In most situations, pregnant women initiate methadone induction in a licensed outpatient opioid treatment program. Some obstetric services initiate opioid agonist therapy with methadone or buprenorphine in an inpatient setting. Although this may allow closer monitoring of medication response, it is not always necessary or available. In cases when a pregnant woman initiates methadone treatment as an inpatient, an arrangement should be made before discharge for next-day admission to an opioid treatment program so that there are no missed days. Patients started on buprenorphine as an inpatient may receive a prescription until their appointment with a licensed buprenorphine prescriber. Identification of the ongoing buprenorphine provider and scheduling of an appointment should be done before discharge.

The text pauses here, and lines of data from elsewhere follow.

use thiserror::Error;

use crate::database::DatabaseError;
use crate::models::{
    DevelopmentPlan, DevelopmentPlanPatch, Goal, GoalPatch, JournalEntry, JournalEntryPatch,
    NewCategory, NewDevelopmentPlan, NewGoal, NewJournalEntry, NewScheduleBlock, NewTransaction,
    ProfilePatch, ScheduleBlock, ScheduleBlockPatch, Task, TaskPatch, TaskRecord, Transaction,
    TransactionCategory, TransactionPatch, UserProfile,
};
use crate::relay::Collection;

#[derive(Debug, Error)]
pub enum GatewayError {
    #[error("Backend error: {0}")]
    Backend(#[from] DatabaseError),
    #[error("No row {id} in {collection} for this user")]
    NotFound { collection: Collection, id: i64 },
    #[error("Invalid payload: {0}")]
    InvalidPayload(String),
}

pub type GatewayResult<T> = Result<T, GatewayError>;

/// Scoped persistence for every collection. Every call filters by the owning
/// `user_id` in addition to the row id; a row owned by another user behaves
/// as if it did not exist. The gateway never retries.
pub trait Gateway {
    fn list_tasks(&self, user_id: &str) -> GatewayResult<Vec<Task>>;
    fn create_task(&self, task: &TaskRecord, user_id: &str) -> GatewayResult<Task>;
    fn update_task(&self, id: i64, patch: &TaskPatch, user_id: &str) -> GatewayResult<Task>;
    fn delete_task(&self, id: i64, user_id: &str) -> GatewayResult<()>;
    /// Apply several patches as one all-or-nothing request.
    fn update_tasks(&self, updates: &[(i64, TaskPatch)], user_id: &str) -> GatewayResult<Vec<Task>>;
    /// Delete several tasks as one all-or-nothing request.
    fn delete_tasks(&self, ids: &[i64], user_id: &str) -> GatewayResult<()>;

    fn list_goals(&self, user_id: &str) -> GatewayResult<Vec<Goal>>;
    fn create_goal(&self, goal: &NewGoal, user_id: &str) -> GatewayResult<Goal>;
    fn update_goal(&self, id: i64, patch: &GoalPatch, user_id: &str) -> GatewayResult<Goal>;
    fn delete_goal(&self, id: i64, user_id: &str) -> GatewayResult<()>;

    fn list_schedule_blocks(&self, user_id: &str) -> GatewayResult<Vec<ScheduleBlock>>;
    fn create_schedule_block(&self, block: &NewScheduleBlock, user_id: &str) -> GatewayResult<ScheduleBlock>;
    fn update_schedule_block(&self, id: i64, patch: &ScheduleBlockPatch, user_id: &str) -> GatewayResult<ScheduleBlock>;
    fn delete_schedule_block(&self, id: i64, user_id: &str) -> GatewayResult<()>;

    fn list_transactions(&self, user_id: &str) -> GatewayResult<Vec<Transaction>>;
    fn create_transaction(&self, transaction: &NewTransaction, user_id: &str) -> GatewayResult<Transaction>;
    fn update_transaction(&self, id: i64, patch: &TransactionPatch, user_id: &str) -> GatewayResult<Transaction>;
    fn delete_transaction(&self, id: i64, user_id: &str) -> GatewayResult<()>;

    fn list_categories(&self, user_id: &str) -> GatewayResult<Vec<TransactionCategory>>;
    fn create_categories(&self, categories: &[NewCategory], user_id: &str) -> GatewayResult<Vec<TransactionCategory>>;

    fn list_journal_entries(&self, user_id: &str) -> GatewayResult<Vec<JournalEntry>>;
    fn create_journal_entry(&self, entry: &NewJournalEntry, user_id: &str) -> GatewayResult<JournalEntry>;
    fn update_journal_entry(&self, id: i64, patch: &JournalEntryPatch, user_id: &str) -> GatewayResult<JournalEntry>;
    fn delete_journal_entry(&self, id: i64, user_id: &str) -> GatewayResult<()>;

    fn list_development_plans(&self, user_id: &str) -> GatewayResult<Vec<DevelopmentPlan>>;
    fn create_development_plan(&self, plan: &NewDevelopmentPlan, user_id: &str) -> GatewayResult<DevelopmentPlan>;
    fn update_development_plan(&self, id: i64, patch: &DevelopmentPlanPatch, user_id: &str) -> GatewayResult<DevelopmentPlan>;
    fn delete_development_plan(&self, id: i64, user_id: &str) -> GatewayResult<()>;

    /// `None` for a user who never saved preferences.
    fn get_profile(&self, user_id: &str) -> GatewayResult<Option<UserProfile>>;
    fn upsert_profile(&self, patch: &ProfilePatch, user_id: &str) -> GatewayResult<UserProfile>;
}

/// Gateway doubles for manager tests.
#[cfg(test)]
pub(crate) mod testing {
    use std::cell::Cell;

    use super::*;
    use crate::database::Database;
    use crate::relay::Relay;

    /// An in-memory database that can be told to refuse task inserts after a
    /// number of successes, or to refuse every snapshot.
    pub(crate) struct FlakyGateway {
        db: Database,
        creates_left: Cell<Option<usize>>,
        refuse_lists: Cell<bool>,
    }

    impl FlakyGateway {
        pub(crate) fn new(relay: Relay) -> Self {
            Self {
                db: Database::open_in_memory(relay).expect("in-memory database"),
                creates_left: Cell::new(None),
                refuse_lists: Cell::new(false),
            }
        }

        pub(crate) fn fail_creates_after(&self, successes: usize) {
            self.creates_left.set(Some(successes));
        }

        pub(crate) fn fail_lists(&self) {
            self.refuse_lists.set(true);
        }

        fn listing(&self) -> GatewayResult<()> {
            if self.refuse_lists.get() {
                return Err(GatewayError::InvalidPayload("snapshot refused".to_string()));
            }
            Ok(())
        }
    }

    impl Gateway for FlakyGateway {
        fn list_tasks(&self, user_id: &str) -> GatewayResult<Vec<Task>> {
            self.listing()?;
            self.db.list_tasks(user_id)
        }

        fn create_task(&self, task: &TaskRecord, user_id: &str) -> GatewayResult<Task> {
            match self.creates_left.get() {
                Some(0) => return Err(GatewayError::InvalidPayload("insert refused".to_string())),
                Some(n) => self.creates_left.set(Some(n - 1)),
                None => {}
            }
            self.db.create_task(task, user_id)
        }

        fn update_task(&self, id: i64, patch: &TaskPatch, user_id: &str) -> GatewayResult<Task> {
            self.db.update_task(id, patch, user_id)
        }

        fn delete_task(&self, id: i64, user_id: &str) -> GatewayResult<()> {
            self.db.delete_task(id, user_id)
        }

        fn update_tasks(&self, updates: &[(i64, TaskPatch)], user_id: &str) -> GatewayResult<Vec<Task>> {
            self.db.update_tasks(updates, user_id)
        }

        fn delete_tasks(&self, ids: &[i64], user_id: &str) -> GatewayResult<()> {
            self.db.delete_tasks(ids, user_id)
        }

        fn list_goals(&self, user_id: &str) -> GatewayResult<Vec<Goal>> {
            self.listing()?;
            self.db.list_goals(user_id)
        }

        fn create_goal(&self, goal: &NewGoal, user_id: &str) -> GatewayResult<Goal> {
            self.db.create_goal(goal, user_id)
        }

        fn update_goal(&self, id: i64, patch: &GoalPatch, user_id: &str) -> GatewayResult<Goal> {
            self.db.update_goal(id, patch, user_id)
        }

        fn delete_goal(&self, id: i64, user_id: &str) -> GatewayResult<()> {
            self.db.delete_goal(id, user_id)
        }

        fn list_schedule_blocks(&self, user_id: &str) -> GatewayResult<Vec<ScheduleBlock>> {
            self.listing()?;
            self.db.list_schedule_blocks(user_id)
        }

        fn create_schedule_block(&self, block: &NewScheduleBlock, user_id: &str) -> GatewayResult<ScheduleBlock> {
            self.db.create_schedule_block(block, user_id)
        }

        fn update_schedule_block(&self, id: i64, patch: &ScheduleBlockPatch, user_id: &str) -> GatewayResult<ScheduleBlock> {
            self.db.update_schedule_block(id, patch, user_id)
        }

        fn delete_schedule_block(&self, id: i64, user_id: &str) -> GatewayResult<()> {
            self.db.delete_schedule_block(id, user_id)
        }

        fn list_transactions(&self, user_id: &str) -> GatewayResult<Vec<Transaction>> {
            self.listing()?;
            self.db.list_transactions(user_id)
        }

        fn create_transaction(&self, transaction: &NewTransaction, user_id: &str) -> GatewayResult<Transaction> {
            self.db.create_transaction(transaction, user_id)
        }

        fn update_transaction(&self, id: i64, patch: &TransactionPatch, user_id: &str) -> GatewayResult<Transaction> {
            self.db.update_transaction(id, patch, user_id)
        }

        fn delete_transaction(&self, id: i64, user_id: &str) -> GatewayResult<()> {
            self.db.delete_transaction(id, user_id)
        }

        fn list_categories(&self, user_id: &str) -> GatewayResult<Vec<TransactionCategory>> {
            self.listing()?;
            self.db.list_categories(user_id)
        }

        fn create_categories(&self, categories: &[NewCategory], user_id: &str) -> GatewayResult<Vec<TransactionCategory>> {
            self.db.create_categories(categories, user_id)
        }

        fn list_journal_entries(&self, user_id: &str) -> GatewayResult<Vec<JournalEntry>> {
            self.listing()?;
            self.db.list_journal_entries(user_id)
        }

        fn create_journal_entry(&self, entry: &NewJournalEntry, user_id: &str) -> GatewayResult<JournalEntry> {
            self.db.create_journal_entry(entry, user_id)
        }

        fn update_journal_entry(&self, id: i64, patch: &JournalEntryPatch, user_id: &str) -> GatewayResult<JournalEntry> {
            self.db.update_journal_entry(id, patch, user_id)
        }

        fn delete_journal_entry(&self, id: i64, user_id: &str) -> GatewayResult<()> {
            self.db.delete_journal_entry(id, user_id)
        }

        fn list_development_plans(&self, user_id: &str) -> GatewayResult<Vec<DevelopmentPlan>> {
            self.listing()?;
            self.db.list_development_plans(user_id)
        }

        fn create_development_plan(&self, plan: &NewDevelopmentPlan, user_id: &str) -> GatewayResult<DevelopmentPlan> {
            self.db.create_development_plan(plan, user_id)
        }

        fn update_development_plan(&self, id: i64, patch: &DevelopmentPlanPatch, user_id: &str) -> GatewayResult<DevelopmentPlan> {
            self.db.update_development_plan(id, patch, user_id)
        }

        fn delete_development_plan(&self, id: i64, user_id: &str) -> GatewayResult<()> {
            self.db.delete_development_plan(id, user_id)
        }

        fn get_profile(&self, user_id: &str) -> GatewayResult<Option<UserProfile>> {
            self.db.get_profile(user_id)
        }

        fn upsert_profile(&self, patch: &ProfilePatch, user_id: &str) -> GatewayResult<UserProfile> {
            self.db.upsert_profile(patch, user_id)
        }
    }
}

The buprenorphine monoproduct has a higher potential for misuse, such as intravenous injection and diversion, and a higher street value when compared with the combination product. Thus, all patients should be monitored for the risk of diversion of their medication, especially if the monoproduct is prescribed. Unlike methadone, which may be administered only through tightly controlled programs, buprenorphine may be prescribed for the treatment of opioid use disorder by trained and U.S. Drug Enforcement Administration-approved health care providers in a medical office setting, which potentially increases the availability of treatment and decreases the stigma 47. The Substance Abuse and Mental Health Services Administration publishes a directory of health care providers registered to prescribe buprenorphine www.samhsa.gov/medication-assisted-treatment/physician-program-data/treatment-physician-locator. There are currently more than 37,000 health care providers from a variety of specialties who are trained and able to prescribe buprenorphine in the United States 53.